Eye Fillet With Pepper Cream Sauce

Eye Fillet With Pepper Cream Sauce


100 people made this

Delicious eye fillet steaks with a peppery bite smoothed with a velvety cream sauce. The perfect thing for a dinner party.


Serves: 4 

  • 1/4 cup coarsely crushed black peppercorns
  • 4 (185g) eye fillets, 4cm thick
  • 1 pinch salt to taste
  • 1 tablespoon butter
  • 1 teaspoon olive oil
  • 1/3 cup (85ml) beef stock
  • 1 cup (250ml) thickened cream

Preparation:10min  ›  Cook:15min  ›  Ready in:25min 

  1. Place the peppercorns into a shallow bowl. Sprinkle the eye fillets with salt on both sides and coat both sides with crushed peppercorns.
  2. Melt the butter with the olive oil over high heat in a heavy frypan (not nonstick) until the foam disappears from the butter. Gently place the steaks in the pan and cook until they start to become firm and are reddish-pink and juicy in the centre, about 3 1/2 minutes per side.
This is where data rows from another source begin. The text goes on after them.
//! Avatar animation controller
//!
//! Turns directives into render-driver calls over time. All timing is owned
//! here: parameter interpolations advance once per [`AvatarController::tick`],
//! micro-timeline frames fire once when their offset is reached, and applying
//! a directive starts a new scheduling epoch so nothing from the previous one
//! can reach the driver afterwards.

use crate::clock::{Clock, SystemClock};
use crate::config::ControllerConfig;
use crate::driver::RenderDriver;
use crate::error::AvatarError;
use crate::gaze::{GazeConfig, GazeConfigUpdate};
use crate::scheduler::{Scheduler, TaskHandle};
use nova_core::{Directive, Emotion, ParamFrame};
use std::collections::HashMap;
use std::sync::Arc;
use std::time::Duration;
use tracing::{debug, info, warn};

#[derive(Debug, Clone)]
struct Interpolation {
    id: String,
    from: f32,
    to: f32,
    start: Duration,
    duration: Duration,
}

impl Interpolation {
    /// Value at `now` and whether the target has been reached
    fn sample(&self, now: Duration) -> (f32, bool) {
        let elapsed = now.saturating_sub(self.start).as_secs_f64();
        let progress = (elapsed / self.duration.as_secs_f64()).clamp(0.0, 1.0);
        if progress >= 1.0 {
            (self.to, true)
        } else {
            (self.from + (self.to - self.from) * progress as f32, false)
        }
    }
}

/// Non-negative finite seconds as a `Duration`
fn seconds(value: f64) -> Option<Duration> {
    if value.is_finite() && value >= 0.0 {
        Duration::try_from_secs_f64(value).ok()
    } else {
        None
    }
}

/// Fade length; finite values too large for a `Duration` saturate
fn fade_duration(value: f64) -> Duration {
    match seconds(value) {
        Some(fade) => fade,
        None if value.is_finite() && value > 0.0 => Duration::MAX,
        None => Duration::ZERO,
    }
}

enum Job {
    Frame(Vec<ParamFrame>),
    Interpolate(Interpolation),
}

pub struct AvatarController<D: RenderDriver> {
    driver: D,
    config: ControllerConfig,
    clock: Arc<dyn Clock>,
    scheduler: Scheduler<Job>,
    /// Last value written per parameter
    params: HashMap<String, f32>,
    /// In-flight interpolation per parameter
    animations: HashMap<String, TaskHandle>,
    model: Option<String>,
    disposed: bool,
}

impl<D: RenderDriver> AvatarController<D> {
    pub fn new(driver: D, config: ControllerConfig) -> Result<Self, AvatarError> {
        Self::with_clock(driver, config, Arc::new(SystemClock::new()))
    }

    pub fn with_clock(
        driver: D,
        config: ControllerConfig,
        clock: Arc<dyn Clock>,
    ) -> Result<Self, AvatarError> {
        config.validate().map_err(AvatarError::Config)?;
        Ok(Self {
            driver,
            config,
            clock,
            scheduler: Scheduler::new(),
            params: HashMap::new(),
            animations: HashMap::new(),
            model: None,
            disposed: false,
        })
    }

    /// Load a character model. Pending work and the parameter cache belong to
    /// the previous model and are dropped first. Gaze is applied once loaded.
    pub async fn load_model(&mut self, model_url: &str) -> Result<(), AvatarError> {
        if self.disposed {
            warn!("load_model ignored: controller disposed");
            return Ok(());
        }
        if model_url.trim().is_empty() {
            return Err(AvatarError::InvalidInput("model url is required".to_string()));
        }

        self.clear_pending();
        self.params.clear();
        self.model = None;

        self.driver.load(model_url).await?;
        info!("Model loaded via '{}' driver: {}", self.driver.name(), model_url);
        self.model = Some(model_url.to_string());

        self.apply_gaze();
        Ok(())
    }

    pub fn unload_model(&mut self) {
        if self.disposed {
            warn!("unload_model ignored: controller disposed");
            return;
        }
        self.clear_pending();
        self.params.clear();
        self.model = None;
        self.driver.unload();
    }

    pub fn apply_directive(&mut self, directive: &Directive) {
        if self.disposed {
            warn!("apply_directive ignored: controller disposed");
            return;
        }

        self.clear_pending();

        let expression = match directive.expression.as_deref() {
            Some(name) => Some(name.to_string()),
            None if self.config.auto_expression => {
                self.config.expression_for(directive.emotion).map(str::to_string)
            }
            None => None,
        };
        if let Some(ref name) = expression {
            self.driver.set_expression(Some(name));
        }

        if let Some(ref motion) = directive.gesture.motion {
            self.driver.trigger_motion(Some(motion), directive.gesture.priority);
        }

        self.apply_emotion(directive.emotion, directive.intensity as f32);
        self.apply_gaze();

        let now = self.clock.now();
        for frame in &directive.micro_timeline {
            match seconds(frame.t) {
                Some(offset) if offset.is_zero() => self.dispatch_frame(&frame.params),
                Some(offset) => match now.checked_add(offset) {
                    Some(at) => {
                        self.scheduler.schedule_once(at, Job::Frame(frame.params.clone()));
                    }
                    None => warn!("Skipping timeline frame at {}s: beyond the clock range", frame.t),
                },
                None => warn!("Skipping timeline frame with unusable offset {}", frame.t),
            }
        }

        debug!(
            "Applied {} directive ({} timeline frames pending, epoch {})",
            directive.emotion,
            self.scheduler.pending_once(),
            self.scheduler.epoch()
        );
    }

    /// Mouth openness from the lip-sync analyzer, clamped to [0, 1] and written directly
    pub fn set_lip_sync(&mut self, value: f32) {
        if self.disposed {
            return;
        }
        let value = if value.is_finite() { value.clamp(0.0, 1.0) } else { 0.0 };
        let id = self.config.lip_sync_param.clone();
        self.animate_parameter(&id, value, Duration::ZERO);
    }

    /// Merge `update` into the gaze configuration and re-apply gaze
    pub fn set_gaze_config(&mut self, update: GazeConfigUpdate) {
        if self.disposed {
            warn!("set_gaze_config ignored: controller disposed");
            return;
        }
        self.config.gaze.merge(update);
        self.apply_gaze();
    }

    /// Cancel everything and release the driver. Later calls are no-ops.
    pub fn dispose(&mut self) {
        if self.disposed {
            return;
        }
        self.clear_pending();
        self.model = None;
        self.driver.dispose();
        self.disposed = true;
        info!("Avatar controller disposed");
    }

    /// Per-render-frame step: advance interpolations, then fire due timeline frames
    pub fn tick(&mut self) {
        if self.disposed {
            return;
        }
        let now = self.clock.now();

        let running: Vec<(TaskHandle, Interpolation)> = self
            .scheduler
            .recurring()
            .filter_map(|(handle, job)| match job {
                Job::Interpolate(interpolation) => Some((handle, interpolation.clone())),
                Job::Frame(_) => None,
            })
            .collect();

        for (handle, interpolation) in running {
            let (value, done) = interpolation.sample(now);
            self.write(&interpolation.id, value);
            if done {
                self.scheduler.cancel(handle);
                if self.animations.get(&interpolation.id) == Some(&handle) {
                    self.animations.remove(&interpolation.id);
                }
            }
        }

        for (_, job) in self.scheduler.take_due(now) {
            if let Job::Frame(params) = job {
                self.dispatch_frame(&params);
            }
        }
    }

    pub fn parameter(&self, id: &str) -> Option<f32> {
        self.params.get(id).copied()
    }

    /// Parameter cache: last value written per parameter id
    pub fn parameters(&self) -> &HashMap<String, f32> {
        &self.params
    }

    pub fn is_animating(&self, id: &str) -> bool {
        self.animations.contains_key(id)
    }

    pub fn pending_frames(&self) -> usize {
        self.scheduler.pending_once()
    }

    /// True when no timeline frame or interpolation is outstanding
    pub fn is_idle(&self) -> bool {
        self.scheduler.is_idle()
    }

    pub fn gaze_config(&self) -> &GazeConfig {
        &self.config.gaze
    }

    pub fn config(&self) -> &ControllerConfig {
        &self.config
    }

    pub fn loaded_model(&self) -> Option<&str> {
        self.model.as_deref()
    }

    pub fn is_disposed(&self) -> bool {
        self.disposed
    }

    pub fn driver(&self) -> &D {
        &self.driver
    }

    pub fn driver_mut(&mut self) -> &mut D {
        &mut self.driver
    }

    fn clear_pending(&mut self) {
        self.scheduler.cancel_all();
        self.animations.clear();
    }

    fn apply_emotion(&mut self, emotion: Emotion, intensity: f32) {
        let fade = seconds(self.config.emotion_fade_secs).unwrap_or_default();
        let targets: Vec<(String, f32)> = match self.config.presets.get(&emotion) {
            Some(preset) => preset
                .targets(intensity, &self.config.rest_pose)
                .map(|(id, value)| (id.to_string(), value))
                .collect(),
            None => return,
        };

        for (id, value) in targets {
            self.animate_parameter(&id, value, fade);
        }
    }

    fn apply_gaze(&mut self) {
        let position = match self.config.gaze.resolve() {
            Some(position) => position,
            None => return,
        };
        let fade = seconds(self.config.gaze_fade_secs).unwrap_or_default();
        let x_param = self.config.gaze.x_param.clone();
        let y_param = self.config.gaze.y_param.clone();

        self.animate_parameter(&x_param, position.x, fade);
        self.animate_parameter(&y_param, position.y, fade);
    }

    fn dispatch_frame(&mut self, params: &[ParamFrame]) {
        for param in params {
            let fade = fade_duration(param.fade);
            self.animate_parameter(&param.id, param.value as f32, fade);
        }
    }

    /// Move `id` toward `to`, starting from its cached value. An in-flight
    /// interpolation on the same parameter is cancelled first.
    fn animate_parameter(&mut self, id: &str, to: f32, fade: Duration) {
        if let Some(previous) = self.animations.remove(id) {
            self.scheduler.cancel(previous);
        }

        if fade.is_zero() {
            self.write(id, to);
            return;
        }

        let interpolation = Interpolation {
            id: id.to_string(),
            from: self.params.get(id).copied().unwrap_or(0.0),
            to,
            start: self.clock.now(),
            duration: fade,
        };
        let handle = self.scheduler.schedule_recurring(Job::Interpolate(interpolation));
        self.animations.insert(id.to_string(), handle);
    }

    fn write(&mut self, id: &str, value: f32) {
        self.driver.set_parameter(id, value);
        self.params.insert(id.to_string(), value);
    }
}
Remove the steaks to platter and cover tightly with foil.
  3. Pour the beef stock into the frypan and use a whisk to stir the stock and scrape up any dissolved brown flavour bits from the frypan. Whisk in the cream and simmer the sauce until it's reduced and thickened, 6 to 7 minutes. Place the steaks back in the frypan, turn to coat with sauce, and serve with the remaining sauce.